Sie werden nicht mehr verwendet, um psychiatrische Erkrankungen zu diagnostizieren. Aber eine ähnlich problematische Praxis mit Subtest-Ergebnissen wird manchmal immer noch verwendet, um Lernbehinderungen zu diagnostizieren, gegen den Rat vieler Experten.
Psychologen auf der ganzen Welt verwenden immer noch IQ-Tests, um geistige Behinderungen zu identifizieren, und die Ergebnisse können verwendet werden, um angemessene Bildungsunterstützung, Berufsausbildung und betreutes Wohnen zu bestimmen. IQ-Testergebnisse wurden verwendet, um schreckliche Richtlinien und wissenschaftlich grundlose Ideologien zu rechtfertigen.

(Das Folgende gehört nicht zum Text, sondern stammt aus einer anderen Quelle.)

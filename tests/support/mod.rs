//! Shared fixtures: an orchestrator over in-memory stores, a scripted LLM and
//! a scripted rendering service.
#![allow(dead_code)]

use blueprint_estimator::blob::MemoryBlobStore;
use blueprint_estimator::job::{new_job_fields, JobInput, JobRef};
use blueprint_estimator::llm::{MockLLMClient, MockResponse};
use blueprint_estimator::pipeline::{
    PipelineConfig, PipelineContext, StepOrchestrator, StepRequest, StepResult,
};
use blueprint_estimator::render::MockRenderClient;
use blueprint_estimator::store::MemoryDocumentStore;
use serde_json::{json, Map, Value};
use std::sync::Arc;

pub const PDF_PATH: &str = "blueprints/shelf-unit.pdf";
pub const ORGANIZATION: &str = "org-42";

pub fn get_estimator_binary() -> std::path::PathBuf {
    let mut path = std::env::current_exe().unwrap();
    path.pop();
    if path.ends_with("deps") {
        path.pop();
    }
    path.join("blueprint-estimator")
}

/// A two-page PDF: one `/Pages` tree node and two `/Page` objects.
pub fn pdf_bytes() -> Vec<u8> {
    let mut bytes = b"%PDF-1.7\n1 0 obj << /Type /Pages /Count 2 >> endobj\n".to_vec();
    bytes.extend_from_slice(b"2 0 obj << /Type /Page >> endobj\n3 0 obj << /Type /Page >> endobj\n");
    bytes.extend_from_slice("CAD 図面 寸法".as_bytes());
    bytes
}

/// Pre-analysis whose text carries the call-outs `Type C-2 10台`,
/// `Type B-2 4台` and `棚板 8枚`.
pub fn analysis_json() -> Value {
    json!({
        "summary": "店舗用陳列棚の製作図",
        "annotation": "Type C-2 ロータイプ 10台\nType B-2 ハイタイプ 4台\n棚板 合計 8枚",
        "pages": [
            {"pageCount": 1, "summary": "正面図・側面図", "content": "スチールフレームにMDF天板"},
            {"pageCount": 2, "summary": "部品詳細", "content": "棚受けブラケットはステンレス"}
        ]
    })
}

pub fn products_response() -> String {
    "```json\n{\"products\": [{\"name\": \"Type C-2\", \"description\": \"ロータイプ陳列棚\", \"quantity\": 10}]}\n```"
        .to_string()
}

/// One product with a zero-priced frame (corrected to 1500) and screws
/// priced within tolerance (kept at 90).
pub fn parts_response() -> String {
    json!({
        "parts_breakdown": [{
            "product_name": "Type C-2",
            "product_quantity": 10,
            "parts": [
                {
                    "part_name": "フレーム",
                    "part_description": "本体枠",
                    "material": "スチール",
                    "category": "金属部品",
                    "unit_quantity": 2,
                    "total_quantity": 20,
                    "estimated_unit_price": 0,
                    "total_price": 999
                },
                {
                    "part_name": "ネジ",
                    "part_description": "M4",
                    "material": "スチール",
                    "category": "金属部品",
                    "unit_quantity": 8,
                    "total_quantity": 80,
                    "estimated_unit_price": 90,
                    "total_price": 1
                }
            ]
        }]
    })
    .to_string()
}

pub struct Fixture {
    pub job: JobRef,
    pub store: Arc<MemoryDocumentStore>,
    pub llm: Arc<MockLLMClient>,
    pub render: Arc<MockRenderClient>,
    pub orchestrator: StepOrchestrator,
}

impl Fixture {
    /// A fresh job at step 1 with the blueprint in the blob store.
    pub fn new(responses: Vec<MockResponse>) -> Self {
        let job = JobRef::in_default_collection("job-1");
        let input = JobInput::new(PDF_PATH, analysis_json()).with_organization(ORGANIZATION);
        let fields = new_job_fields(&input).unwrap();
        Self::with_fields(job, fields, responses, true)
    }

    pub fn with_fields(
        job: JobRef,
        fields: Map<String, Value>,
        responses: Vec<MockResponse>,
        with_render: bool,
    ) -> Self {
        let store = Arc::new(MemoryDocumentStore::with_document(&job, fields));
        let llm = Arc::new(MockLLMClient::with_responses(responses));
        let render = Arc::new(MockRenderClient::new());

        let mut ctx = PipelineContext::new(
            store.clone(),
            Arc::new(MemoryBlobStore::with_blob(PDF_PATH, pdf_bytes())),
            llm.clone(),
            PipelineConfig::default(),
        );
        if with_render {
            ctx = ctx.with_render_client(render.clone());
        }

        Self {
            job,
            store,
            llm,
            render,
            orchestrator: StepOrchestrator::new(ctx),
        }
    }

    pub async fn run(&self, step: i64) -> StepResult {
        self.orchestrator
            .run_step(&self.job, step, &StepRequest::new())
            .await
    }

    pub async fn run_with(&self, step: i64, request: &StepRequest) -> StepResult {
        self.orchestrator.run_step(&self.job, step, request).await
    }

    pub async fn document(&self) -> Map<String, Value> {
        self.store.snapshot(&self.job).await.unwrap()
    }
}

/// A step output with its write timestamp removed.
pub fn without_timestamp(output: &Value) -> Value {
    let mut output = output.clone();
    if let Some(map) = output.as_object_mut() {
        map.remove("timestamp");
    }
    output
}
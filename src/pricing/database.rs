//! Static unit-price table: category → part type → size tier.
//!
//! Part types are kept in slices rather than maps because lookup is
//! first-match over substring containment, so declaration order matters.

use serde::Serialize;
use std::fmt;

/// Price returned when no category matches.
pub const GLOBAL_DEFAULT_PRICE: i64 = 500;

/// Category assigned to parts the LLM left uncategorised.
pub const FALLBACK_CATEGORY: &str = "その他";

#[derive(Debug, Clone, Copy, PartialEq, Eq, Serialize)]
#[serde(rename_all = "lowercase")]
pub enum SizeTier {
    Small,
    Medium,
    Large,
}

impl SizeTier {
    pub fn as_str(&self) -> &'static str {
        match self {
            SizeTier::Small => "small",
            SizeTier::Medium => "medium",
            SizeTier::Large => "large",
        }
    }
}

impl fmt::Display for SizeTier {
    fn fmt(&self, f: &mut fmt::Formatter<'_>) -> fmt::Result {
        f.write_str(self.as_str())
    }
}

#[derive(Debug, Clone, Copy, PartialEq, Eq)]
pub enum PriceEntry {
    Flat(i64),
    Tiered { small: i64, medium: i64, large: i64 },
}

impl PriceEntry {
    pub fn is_tiered(&self) -> bool {
        matches!(self, PriceEntry::Tiered { .. })
    }

    pub fn price_for(&self, tier: SizeTier) -> i64 {
        match *self {
            PriceEntry::Flat(price) => price,
            PriceEntry::Tiered {
                small,
                medium,
                large,
            } => match tier {
                SizeTier::Small => small,
                SizeTier::Medium => medium,
                SizeTier::Large => large,
            },
        }
    }
}

#[derive(Debug, Clone, Copy)]
pub struct PartType {
    pub keyword: &'static str,
    pub price: PriceEntry,
}

#[derive(Debug, Clone, Copy)]
pub struct CategoryPrices {
    pub name: &'static str,
    pub part_types: &'static [PartType],
    pub default_price: i64,
}

impl CategoryPrices {
    /// First part type whose keyword occurs in `part_name`, case-insensitively.
    pub fn match_part_type(&self, part_name: &str) -> Option<&PartType> {
        let haystack = part_name.to_lowercase();
        self.part_types
            .iter()
            .find(|pt| haystack.contains(&pt.keyword.to_lowercase()))
    }
}

#[derive(Debug)]
pub struct PricingDatabase {
    categories: &'static [CategoryPrices],
    default_price: i64,
}

const fn tiered(keyword: &'static str, small: i64, medium: i64, large: i64) -> PartType {
    PartType {
        keyword,
        price: PriceEntry::Tiered {
            small,
            medium,
            large,
        },
    }
}

const METAL_PARTS: &[PartType] = &[
    tiered("フレーム", 800, 1500, 2500),
    tiered("支柱", 600, 1200, 2000),
    tiered("ブラケット", 300, 600, 1000),
    tiered("ネジ", 50, 80, 120),
    tiered("ボルト", 80, 150, 250),
    tiered("ナット", 30, 50, 80),
    tiered("ワッシャー", 20, 30, 50),
    tiered("アングル", 400, 800, 1400),
    tiered("プレート", 500, 1000, 1800),
    tiered("パイプ", 300, 600, 1200),
];

const RESIN_PARTS: &[PartType] = &[
    tiered("パネル", 1200, 2500, 4500),
    tiered("カバー", 800, 1600, 2800),
    tiered("棚板", 1500, 3000, 5500),
    tiered("装飾部品", 600, 1200, 2200),
    tiered("キャップ", 100, 200, 350),
    tiered("ガイド", 300, 600, 1100),
    tiered("ストッパー", 200, 400, 700),
];

const ELECTRONIC_PARTS: &[PartType] = &[
    tiered("LED", 500, 1000, 2000),
    tiered("配線", 200, 400, 800),
    tiered("スイッチ", 800, 1500, 2500),
    tiered("コネクタ", 300, 600, 1200),
    tiered("基板", 2000, 4000, 8000),
];

const GLASS_ACRYLIC_PARTS: &[PartType] = &[
    tiered("ガラス板", 2000, 4000, 8000),
    tiered("アクリル板", 1500, 3000, 6000),
    tiered("透明パネル", 1800, 3600, 7200),
];

const OTHER_PARTS: &[PartType] = &[
    tiered("ゴム部品", 150, 300, 600),
    tiered("シール", 100, 200, 400),
    tiered("クッション", 200, 400, 800),
];

const STANDARD_CATEGORIES: &[CategoryPrices] = &[
    CategoryPrices {
        name: "金属部品",
        part_types: METAL_PARTS,
        default_price: 500,
    },
    CategoryPrices {
        name: "樹脂部品",
        part_types: RESIN_PARTS,
        default_price: 800,
    },
    CategoryPrices {
        name: "電子部品",
        part_types: ELECTRONIC_PARTS,
        default_price: 1000,
    },
    CategoryPrices {
        name: "ガラス・アクリル",
        part_types: GLASS_ACRYLIC_PARTS,
        default_price: 2500,
    },
    CategoryPrices {
        name: FALLBACK_CATEGORY,
        part_types: OTHER_PARTS,
        default_price: 300,
    },
];

static STANDARD: PricingDatabase = PricingDatabase {
    categories: STANDARD_CATEGORIES,
    default_price: GLOBAL_DEFAULT_PRICE,
};

impl PricingDatabase {
    /// The built-in price table.
    pub fn standard() -> &'static PricingDatabase {
        &STANDARD
    }

    pub fn category(&self, name: &str) -> Option<&CategoryPrices> {
        let name = name.trim();
        self.categories.iter().find(|c| c.name == name)
    }

    pub fn categories(&self) -> &[CategoryPrices] {
        self.categories
    }

    pub fn default_price(&self) -> i64 {
        self.default_price
    }

    /// Every (category, part type) pair in declaration order.
    pub fn part_types(&self) -> impl Iterator<Item = (&CategoryPrices, &PartType)> {
        self.categories
            .iter()
            .flat_map(|c| c.part_types.iter().map(move |pt| (c, pt)))
    }
}

#[cfg(test)]
mod tests {
    use super::*;

    #[test]
    fn test_standard_categories() {
        let db = PricingDatabase::standard();
        let names: Vec<_> = db.categories().iter().map(|c| c.name).collect();
        assert_eq!(
            names,
            vec!["金属部品", "樹脂部品", "電子部品", "ガラス・アクリル", "その他"]
        );
        assert_eq!(db.default_price(), 500);
    }

    #[test]
    fn test_category_defaults() {
        let db = PricingDatabase::standard();
        assert_eq!(db.category("金属部品").unwrap().default_price, 500);
        assert_eq!(db.category("樹脂部品").unwrap().default_price, 800);
        assert_eq!(db.category("電子部品").unwrap().default_price, 1000);
        assert_eq!(db.category("ガラス・アクリル").unwrap().default_price, 2500);
        assert_eq!(db.category("その他").unwrap().default_price, 300);
        assert!(db.category("木工部品").is_none());
    }

    #[test]
    fn test_match_is_first_in_declaration_order() {
        let db = PricingDatabase::standard();
        let resin = db.category("樹脂部品").unwrap();
        // Contains both カバー and パネル; パネル is declared first.
        let matched = resin.match_part_type("パネルカバー").unwrap();
        assert_eq!(matched.keyword, "パネル");
    }

    #[test]
    fn test_match_is_case_insensitive() {
        let db = PricingDatabase::standard();
        let electronic = db.category("電子部品").unwrap();
        let matched = electronic.match_part_type("led strip").unwrap();
        assert_eq!(matched.keyword, "LED");
    }

    #[test]
    fn test_price_entry_tiers() {
        let entry = PriceEntry::Tiered {
            small: 1,
            medium: 2,
            large: 3,
        };
        assert!(entry.is_tiered());
        assert_eq!(entry.price_for(SizeTier::Small), 1);
        assert_eq!(entry.price_for(SizeTier::Medium), 2);
        assert_eq!(entry.price_for(SizeTier::Large), 3);
        assert_eq!(PriceEntry::Flat(7).price_for(SizeTier::Large), 7);
    }

    #[test]
    fn test_part_types_iteration() {
        let db = PricingDatabase::standard();
        assert_eq!(db.part_types().count(), 28);
        let (category, first) = db.part_types().next().unwrap();
        assert_eq!(category.name, "金属部品");
        assert_eq!(first.keyword, "フレーム");
    }
}
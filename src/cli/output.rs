use crate::config::EstimatorConfig;
use crate::pipeline::{CurrentStepInfo, StepResult, StepStatus};
use crate::pricing::PriceEstimate;
use anyhow::{Context, Result};
use serde::Serialize;
use serde_json::Value;

const RULE: &str = "\u{2501}\u{2501}\u{2501}\u{2501}\u{2501}\u{2501}\u{2501}\u{2501}\u{2501}\u{2501}\u{2501}\u{2501}\u{2501}\u{2501}\u{2501}\u{2501}\u{2501}\u{2501}\u{2501}\u{2501}\u{2501}\u{2501}\u{2501}\u{2501}\u{2501}\u{2501}\u{2501}\u{2501}\u{2501}\u{2501}\u{2501}\u{2501}\u{2501}\u{2501}\u{2501}\u{2501}\u{2501}\u{2501}\u{2501}\u{2501}";

/// Output format options
#[derive(Debug, Clone, Copy, PartialEq, Eq)]
pub enum OutputFormat {
    Json,
    Yaml,
    /// Human-readable summary
    Human,
}

pub struct OutputFormatter {
    format: OutputFormat,
}

impl OutputFormatter {
    pub fn new(format: OutputFormat) -> Self {
        Self { format }
    }

    pub fn format(&self) -> OutputFormat {
        self.format
    }

    fn serialize<T: Serialize>(&self, value: &T, what: &str) -> Result<String> {
        match self.format {
            OutputFormat::Yaml => {
                serde_yaml::to_string(value).with_context(|| format!("Failed to serialize {} to YAML", what))
            }
            _ => serde_json::to_string_pretty(value)
                .with_context(|| format!("Failed to serialize {} to JSON", what)),
        }
    }

    pub fn format_step_result(&self, result: &StepResult) -> Result<String> {
        match self.format {
            OutputFormat::Json | OutputFormat::Yaml => self.serialize(result, "step result"),
            OutputFormat::Human => Ok(self.step_result_human(result)),
        }
    }

    pub fn format_status(&self, info: &CurrentStepInfo) -> Result<String> {
        match self.format {
            OutputFormat::Json | OutputFormat::Yaml => self.serialize(info, "job status"),
            OutputFormat::Human => {
                let step = match (info.current_step, info.label.as_deref()) {
                    (Some(n), Some(label)) => format!("{} ({})", n, label),
                    (Some(n), None) => format!("{} (unknown)", n),
                    (None, _) => "(not set)".to_string(),
                };
                Ok(format!(
                    "Current step:  {}\nCompleted:     {}\n",
                    step,
                    if info.all_process_completed { "yes" } else { "no" }
                ))
            }
        }
    }

    /// A persisted step output. The human format prints the CSV or markdown
    /// table the step stored, when it has one.
    pub fn format_value(&self, value: &Value) -> Result<String> {
        match self.format {
            OutputFormat::Json | OutputFormat::Yaml => self.serialize(value, "step output"),
            OutputFormat::Human => {
                for table in ["parts_markdown", "products_csv"] {
                    if let Some(text) = value.get(table).and_then(Value::as_str) {
                        return Ok(format!("{}\n", text.trim_end()));
                    }
                }
                self.serialize(value, "step output")
            }
        }
    }

    pub fn format_price(&self, name: &str, estimate: &PriceEstimate) -> Result<String> {
        match self.format {
            OutputFormat::Json | OutputFormat::Yaml => {
                let output = serde_json::json!({
                    "part_name": name,
                    "estimate": estimate,
                });
                self.serialize(&output, "price estimate")
            }
            OutputFormat::Human => {
                let mut output = String::new();
                output.push_str(&format!("{}: \u{00A5}{}\n", name, estimate.price));
                output.push_str(&format!(
                    "\u{251C}\u{2500} Category:   {}\n",
                    estimate.category.as_deref().unwrap_or("(not in database)")
                ));
                output.push_str(&format!(
                    "\u{251C}\u{2500} Part type:  {}\n",
                    estimate.part_type.as_deref().unwrap_or("(category default)")
                ));
                output.push_str(&format!(
                    "\u{2514}\u{2500} Size tier:  {}\n",
                    estimate.tier.map(|t| t.as_str()).unwrap_or("-")
                ));
                Ok(output)
            }
        }
    }

    pub fn format_config(&self, config: &EstimatorConfig) -> Result<String> {
        let mut entries: Vec<(String, String)> = config.to_display_map().into_iter().collect();
        entries.sort();
        match self.format {
            OutputFormat::Json | OutputFormat::Yaml => {
                let map: serde_json::Map<String, Value> = entries
                    .into_iter()
                    .map(|(k, v)| (k, Value::String(v)))
                    .collect();
                self.serialize(&map, "config")
            }
            OutputFormat::Human => Ok(entries
                .iter()
                .map(|(k, v)| format!("{:<22} {}\n", k, v))
                .collect()),
        }
    }

    fn step_result_human(&self, result: &StepResult) -> String {
        let mut output = String::new();
        match result.status {
            StepStatus::Success => {
                output.push_str(&format!("\u{2713} Step {} completed\n", result.step));
            }
            StepStatus::Error => {
                output.push_str(&format!("\u{2717} Step {} failed\n", result.step));
            }
        }
        output.push_str(RULE);
        output.push_str("\n\n");

        if let Some(message) = &result.message {
            output.push_str(&format!("{}\n\n", message));
        }
        if let Some(error) = &result.error_message {
            output.push_str(&format!(
                "Error ({}): {}\n\n",
                result.error_kind.as_deref().unwrap_or("unknown"),
                error
            ));
        }

        if let Some(data) = &result.data {
            if let Some(table) = data
                .get("parts_markdown")
                .or_else(|| data.get("products_csv"))
                .and_then(Value::as_str)
            {
                output.push_str(table.trim_end());
                output.push_str("\n\n");
            }
            if let Some(method) = data.get("extraction_method").and_then(Value::as_str) {
                output.push_str(&format!("Extraction:  {}\n", method));
            }
            if let Some(reason) = data.get("fallback_reason").and_then(Value::as_str) {
                output.push_str(&format!("\u{26A0} Fallback:  {}\n", reason));
            }
        }

        match result.next_step {
            Some(next) => output.push_str(&format!("Next step:   {}\n", next)),
            None if result.is_success() => output.push_str("All steps completed\n"),
            None => {}
        }
        output.push_str(&format!("Run id:      {}\n", result.run_id));
        output
    }
}
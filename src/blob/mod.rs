//! Blob storage for blueprint files: download by path and time-limited URLs.

pub mod local;
pub mod memory;

use async_trait::async_trait;
use std::time::Duration;
use thiserror::Error;

pub use local::LocalBlobStore;
pub use memory::MemoryBlobStore;

#[derive(Debug, Error)]
pub enum BlobError {
    #[error("blob '{0}' not found")]
    NotFound(String),

    #[error("invalid blob path '{0}'")]
    InvalidPath(String),

    #[error("I/O error reading blob '{path}': {source}")]
    Io {
        path: String,
        #[source]
        source: std::io::Error,
    },

    #[error("blob store unavailable: {0}")]
    Unavailable(String),
}

#[async_trait]
pub trait BlobStore: Send + Sync {
    async fn download(&self, path: &str) -> Result<Vec<u8>, BlobError>;

    /// A URL granting read access to `path` until `ttl` has elapsed.
    async fn signed_url(&self, path: &str, ttl: Duration) -> Result<String, BlobError>;

    fn name(&self) -> &str;
}

/// Normalises a blob path: strips leading slashes, rejects `..` and empty
/// components.
pub fn normalize_path(path: &str) -> Result<String, BlobError> {
    let trimmed = path.trim().trim_start_matches('/');
    let components: Vec<&str> = trimmed.split('/').collect();
    let invalid = trimmed.is_empty()
        || components
            .iter()
            .any(|c| c.is_empty() || *c == "." || *c == ".." || c.contains('\\'));
    if invalid {
        return Err(BlobError::InvalidPath(path.to_string()));
    }
    Ok(components.join("/"))
}

/// Unix timestamp `ttl` from now.
pub(crate) fn expiry_from_now(ttl: Duration) -> u64 {
    let now = chrono::Utc::now().timestamp().max(0) as u64;
    now.saturating_add(ttl.as_secs())
}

Das bedeutet nicht, dass der Test selbst wertlos ist – in der Tat leistet er gute Arbeit, um die Argumentations- und Problemlösungsfähigkeiten zu messen, die er anstrebt. Aber das ist nicht dasselbe, wie das Potenzial einer Person zu messen.
Obwohl es viele komplizierte politische, historische, wissenschaftliche und kulturelle Fragen gibt, die in IQ-Tests verpackt sind, stimmen immer mehr Forscher in diesem Punkt überein und lehnen die Vorstellung ab, dass Individuen nach einer einzigen numerischen Punktzahl kategorisiert werden können.